= Exercise =
Your answer should be the lines from the start of the records through the line with "pub mod core;", copied word for word.
Start of Records to use
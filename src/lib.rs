//! cubeclean: A Fast, Modular Landsat / Sentinel-2 Data-Cube Cleaning Toolkit
//!
//! This library turns raw data-cube loads into analysis-ready time series:
//! it decodes per-pixel quality flags into validity masks, orchestrates
//! cleaned multi-product loads over a shared window, harmonizes the 10 m
//! Sentinel-2 and 30 m Landsat grids onto one resolution, and locates the
//! best (or worst) observed sub-window of a cube.

pub mod core;
pub mod cube;
pub mod io;
pub mod types;

// Re-export main types and functions for easier access
pub use types::{
    BandCube, BoundingBox, CleanMask, CubeError, CubeExtents, CubeResult, FlagCube,
    GridDescriptor, SensorFamily, TimeRange, QUALITY_BAND_NAMES,
};

pub use cube::{Band, DataCube};

pub use crate::core::{
    clean_mask, focus_window, harmonize, ls_qa_clean_mask, slc_clean_mask, FocusStat, QaEncoding,
    ResampleMode, LANDSAT_DEFAULT_BITS, RESOLUTION_RATIO, SENTINEL2_DEFAULT_CATEGORIES,
};

pub use io::{
    load_dual_clean, load_multi_clean, CleanProduct, CubeQuery, CubeSource, DualCleanOutput,
    DualLoadRequest, LoadRequest, QualityBand, RawProduct,
};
End of Records to use
= Task output =
filename src/lib.rs
//! cubeclean: A Fast, Modular Landsat / Sentinel-2 Data-Cube Cleaning Toolkit
//!
//! This library turns raw data-cube loads into analysis-ready time series:
//! it decodes per-pixel quality flags into validity masks, orchestrates
//! cleaned multi-product loads over a shared window, harmonizes the 10 m
//! Sentinel-2 and 30 m Landsat grids onto one resolution, and locates the
//! best (or worst) observed sub-window of a cube.

pub mod core;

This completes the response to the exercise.